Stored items

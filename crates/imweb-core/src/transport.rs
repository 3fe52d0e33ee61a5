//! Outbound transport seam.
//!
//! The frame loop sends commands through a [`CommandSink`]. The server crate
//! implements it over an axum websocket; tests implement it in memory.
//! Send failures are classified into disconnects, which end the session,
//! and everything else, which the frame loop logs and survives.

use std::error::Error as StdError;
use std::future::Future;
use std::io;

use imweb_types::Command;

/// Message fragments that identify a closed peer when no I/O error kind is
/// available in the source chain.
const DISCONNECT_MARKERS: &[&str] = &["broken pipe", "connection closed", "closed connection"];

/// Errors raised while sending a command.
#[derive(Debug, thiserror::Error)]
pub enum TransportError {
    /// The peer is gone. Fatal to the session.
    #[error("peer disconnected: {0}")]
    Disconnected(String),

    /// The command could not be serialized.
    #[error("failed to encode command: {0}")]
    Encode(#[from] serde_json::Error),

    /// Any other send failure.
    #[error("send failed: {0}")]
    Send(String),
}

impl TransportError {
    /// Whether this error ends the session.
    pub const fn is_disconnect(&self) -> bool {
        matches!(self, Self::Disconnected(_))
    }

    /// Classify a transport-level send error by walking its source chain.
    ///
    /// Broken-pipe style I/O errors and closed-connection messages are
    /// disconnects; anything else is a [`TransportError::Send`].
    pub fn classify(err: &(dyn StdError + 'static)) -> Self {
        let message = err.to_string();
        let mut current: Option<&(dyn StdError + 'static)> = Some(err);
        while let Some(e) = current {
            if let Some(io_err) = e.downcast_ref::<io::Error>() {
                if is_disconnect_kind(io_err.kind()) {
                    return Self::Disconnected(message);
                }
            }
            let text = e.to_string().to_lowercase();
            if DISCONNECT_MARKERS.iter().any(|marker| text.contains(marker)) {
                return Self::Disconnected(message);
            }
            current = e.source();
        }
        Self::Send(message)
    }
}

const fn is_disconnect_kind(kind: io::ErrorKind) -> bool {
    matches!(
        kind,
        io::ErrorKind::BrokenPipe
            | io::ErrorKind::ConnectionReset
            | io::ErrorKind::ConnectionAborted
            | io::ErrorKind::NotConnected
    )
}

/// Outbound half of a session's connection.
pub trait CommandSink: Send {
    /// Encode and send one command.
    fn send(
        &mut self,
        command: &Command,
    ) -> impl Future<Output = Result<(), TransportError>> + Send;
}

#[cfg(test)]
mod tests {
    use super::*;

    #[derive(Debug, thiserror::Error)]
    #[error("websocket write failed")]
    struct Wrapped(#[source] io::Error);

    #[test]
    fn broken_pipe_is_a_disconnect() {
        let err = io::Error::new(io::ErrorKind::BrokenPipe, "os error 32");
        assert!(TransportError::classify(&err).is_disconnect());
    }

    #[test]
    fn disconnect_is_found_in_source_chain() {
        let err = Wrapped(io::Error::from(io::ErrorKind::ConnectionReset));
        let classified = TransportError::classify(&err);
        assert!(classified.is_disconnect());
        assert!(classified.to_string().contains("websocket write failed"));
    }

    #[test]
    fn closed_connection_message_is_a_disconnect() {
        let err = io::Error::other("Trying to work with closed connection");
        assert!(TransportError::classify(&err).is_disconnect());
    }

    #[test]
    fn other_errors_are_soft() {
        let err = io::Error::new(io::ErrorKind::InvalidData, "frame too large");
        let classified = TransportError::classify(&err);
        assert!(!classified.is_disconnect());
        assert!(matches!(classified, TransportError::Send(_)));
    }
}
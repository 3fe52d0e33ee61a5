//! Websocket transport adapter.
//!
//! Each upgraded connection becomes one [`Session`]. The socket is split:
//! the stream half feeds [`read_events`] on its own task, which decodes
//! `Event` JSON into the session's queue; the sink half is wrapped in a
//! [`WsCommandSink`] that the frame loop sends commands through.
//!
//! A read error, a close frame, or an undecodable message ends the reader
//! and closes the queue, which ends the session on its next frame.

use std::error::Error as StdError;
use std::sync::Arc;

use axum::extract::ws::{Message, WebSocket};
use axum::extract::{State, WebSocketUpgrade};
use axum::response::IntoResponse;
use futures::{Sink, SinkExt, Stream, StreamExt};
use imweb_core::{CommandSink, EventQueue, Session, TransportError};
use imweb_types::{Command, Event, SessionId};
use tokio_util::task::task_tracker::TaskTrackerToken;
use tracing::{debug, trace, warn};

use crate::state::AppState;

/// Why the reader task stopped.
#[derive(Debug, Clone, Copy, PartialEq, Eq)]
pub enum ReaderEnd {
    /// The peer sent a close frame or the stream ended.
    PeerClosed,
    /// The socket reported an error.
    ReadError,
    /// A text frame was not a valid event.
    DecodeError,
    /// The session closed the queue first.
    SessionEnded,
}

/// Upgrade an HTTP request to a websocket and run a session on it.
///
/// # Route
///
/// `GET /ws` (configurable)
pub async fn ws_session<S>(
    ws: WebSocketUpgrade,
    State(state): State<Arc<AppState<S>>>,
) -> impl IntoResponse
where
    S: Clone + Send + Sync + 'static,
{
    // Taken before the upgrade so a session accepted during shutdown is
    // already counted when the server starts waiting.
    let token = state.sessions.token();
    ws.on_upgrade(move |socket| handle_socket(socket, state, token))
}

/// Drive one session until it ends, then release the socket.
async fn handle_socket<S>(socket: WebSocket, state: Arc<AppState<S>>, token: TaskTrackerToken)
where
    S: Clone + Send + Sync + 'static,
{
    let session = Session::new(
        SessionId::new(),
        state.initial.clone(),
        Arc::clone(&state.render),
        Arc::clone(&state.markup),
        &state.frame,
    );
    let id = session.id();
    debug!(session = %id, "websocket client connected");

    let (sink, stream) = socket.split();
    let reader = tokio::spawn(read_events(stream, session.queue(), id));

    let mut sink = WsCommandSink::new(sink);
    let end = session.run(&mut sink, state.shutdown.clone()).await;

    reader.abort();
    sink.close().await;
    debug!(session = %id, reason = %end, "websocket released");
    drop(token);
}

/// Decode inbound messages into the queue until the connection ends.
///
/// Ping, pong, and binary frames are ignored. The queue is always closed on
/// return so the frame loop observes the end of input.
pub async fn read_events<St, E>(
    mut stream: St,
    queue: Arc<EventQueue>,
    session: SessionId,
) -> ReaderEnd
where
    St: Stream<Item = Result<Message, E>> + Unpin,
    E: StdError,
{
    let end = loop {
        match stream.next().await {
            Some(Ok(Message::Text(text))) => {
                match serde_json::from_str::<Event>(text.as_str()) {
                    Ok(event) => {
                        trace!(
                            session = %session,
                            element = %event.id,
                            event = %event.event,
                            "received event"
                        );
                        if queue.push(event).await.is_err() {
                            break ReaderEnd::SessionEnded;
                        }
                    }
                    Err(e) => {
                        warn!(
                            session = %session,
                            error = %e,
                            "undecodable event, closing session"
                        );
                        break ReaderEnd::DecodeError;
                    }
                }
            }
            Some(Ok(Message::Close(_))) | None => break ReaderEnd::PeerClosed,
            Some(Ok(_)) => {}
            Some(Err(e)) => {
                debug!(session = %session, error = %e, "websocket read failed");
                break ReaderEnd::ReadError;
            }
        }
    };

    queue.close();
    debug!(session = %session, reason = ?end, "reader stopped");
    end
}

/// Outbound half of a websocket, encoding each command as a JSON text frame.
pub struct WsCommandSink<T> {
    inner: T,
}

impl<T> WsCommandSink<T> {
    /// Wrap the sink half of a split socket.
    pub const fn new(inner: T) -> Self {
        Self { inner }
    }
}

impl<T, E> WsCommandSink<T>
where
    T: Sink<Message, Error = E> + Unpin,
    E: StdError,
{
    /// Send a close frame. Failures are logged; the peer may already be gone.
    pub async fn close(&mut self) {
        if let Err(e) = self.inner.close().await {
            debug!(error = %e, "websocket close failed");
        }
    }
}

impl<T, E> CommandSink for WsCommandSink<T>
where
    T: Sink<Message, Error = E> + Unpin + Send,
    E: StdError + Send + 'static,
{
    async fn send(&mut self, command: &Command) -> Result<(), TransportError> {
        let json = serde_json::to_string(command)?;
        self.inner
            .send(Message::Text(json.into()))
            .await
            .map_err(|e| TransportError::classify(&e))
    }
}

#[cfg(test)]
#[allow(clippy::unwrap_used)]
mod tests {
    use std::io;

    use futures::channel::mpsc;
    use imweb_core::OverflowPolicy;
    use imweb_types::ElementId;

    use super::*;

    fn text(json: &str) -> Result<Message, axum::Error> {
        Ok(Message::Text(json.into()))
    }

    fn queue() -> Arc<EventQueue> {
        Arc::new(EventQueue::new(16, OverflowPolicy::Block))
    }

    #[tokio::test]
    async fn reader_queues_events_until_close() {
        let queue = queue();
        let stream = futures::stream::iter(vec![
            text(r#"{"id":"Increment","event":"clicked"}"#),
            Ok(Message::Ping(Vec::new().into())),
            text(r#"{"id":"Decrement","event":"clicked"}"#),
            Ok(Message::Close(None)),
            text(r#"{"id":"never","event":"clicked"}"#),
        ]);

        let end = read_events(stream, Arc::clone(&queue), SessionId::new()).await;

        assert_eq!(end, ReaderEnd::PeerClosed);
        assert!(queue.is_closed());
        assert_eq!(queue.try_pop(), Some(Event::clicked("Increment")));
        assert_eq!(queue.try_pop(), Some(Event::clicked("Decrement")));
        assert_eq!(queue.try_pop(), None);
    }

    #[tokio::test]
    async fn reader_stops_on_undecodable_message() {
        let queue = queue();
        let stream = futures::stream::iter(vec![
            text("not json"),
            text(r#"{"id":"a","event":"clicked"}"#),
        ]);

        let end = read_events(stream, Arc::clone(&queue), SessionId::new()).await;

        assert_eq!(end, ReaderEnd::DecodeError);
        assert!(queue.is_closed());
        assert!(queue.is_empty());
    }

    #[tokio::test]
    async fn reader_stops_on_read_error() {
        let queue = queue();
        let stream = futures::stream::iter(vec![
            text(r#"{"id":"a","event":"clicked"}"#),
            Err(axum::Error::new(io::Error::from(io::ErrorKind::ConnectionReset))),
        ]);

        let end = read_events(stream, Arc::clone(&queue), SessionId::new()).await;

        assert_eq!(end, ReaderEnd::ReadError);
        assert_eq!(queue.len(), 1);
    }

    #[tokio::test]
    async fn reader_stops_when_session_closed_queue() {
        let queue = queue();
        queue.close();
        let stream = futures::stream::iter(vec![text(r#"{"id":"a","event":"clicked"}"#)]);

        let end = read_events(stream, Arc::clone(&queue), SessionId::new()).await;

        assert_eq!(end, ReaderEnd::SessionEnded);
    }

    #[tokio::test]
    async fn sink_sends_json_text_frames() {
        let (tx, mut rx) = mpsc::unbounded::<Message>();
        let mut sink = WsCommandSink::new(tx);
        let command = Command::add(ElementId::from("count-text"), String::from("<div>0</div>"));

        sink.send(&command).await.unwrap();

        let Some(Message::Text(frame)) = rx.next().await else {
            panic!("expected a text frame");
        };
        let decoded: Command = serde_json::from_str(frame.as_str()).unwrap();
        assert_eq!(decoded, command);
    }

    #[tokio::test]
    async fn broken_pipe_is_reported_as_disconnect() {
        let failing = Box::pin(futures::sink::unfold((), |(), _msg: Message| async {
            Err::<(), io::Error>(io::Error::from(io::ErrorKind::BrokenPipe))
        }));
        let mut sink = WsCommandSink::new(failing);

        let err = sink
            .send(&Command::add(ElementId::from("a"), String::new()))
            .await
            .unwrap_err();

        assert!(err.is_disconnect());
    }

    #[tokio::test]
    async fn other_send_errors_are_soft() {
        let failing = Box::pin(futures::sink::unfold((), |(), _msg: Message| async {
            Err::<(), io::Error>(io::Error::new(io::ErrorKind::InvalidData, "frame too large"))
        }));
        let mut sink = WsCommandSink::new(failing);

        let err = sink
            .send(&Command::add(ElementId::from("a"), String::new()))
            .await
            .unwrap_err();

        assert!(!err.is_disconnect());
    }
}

Activity
Find each line in the records above that contains "messages", and copy it.

Expected answer
    /// Broken-pipe style I/O errors and closed-connection messages are
/// Decode inbound messages into the queue until the connection ends.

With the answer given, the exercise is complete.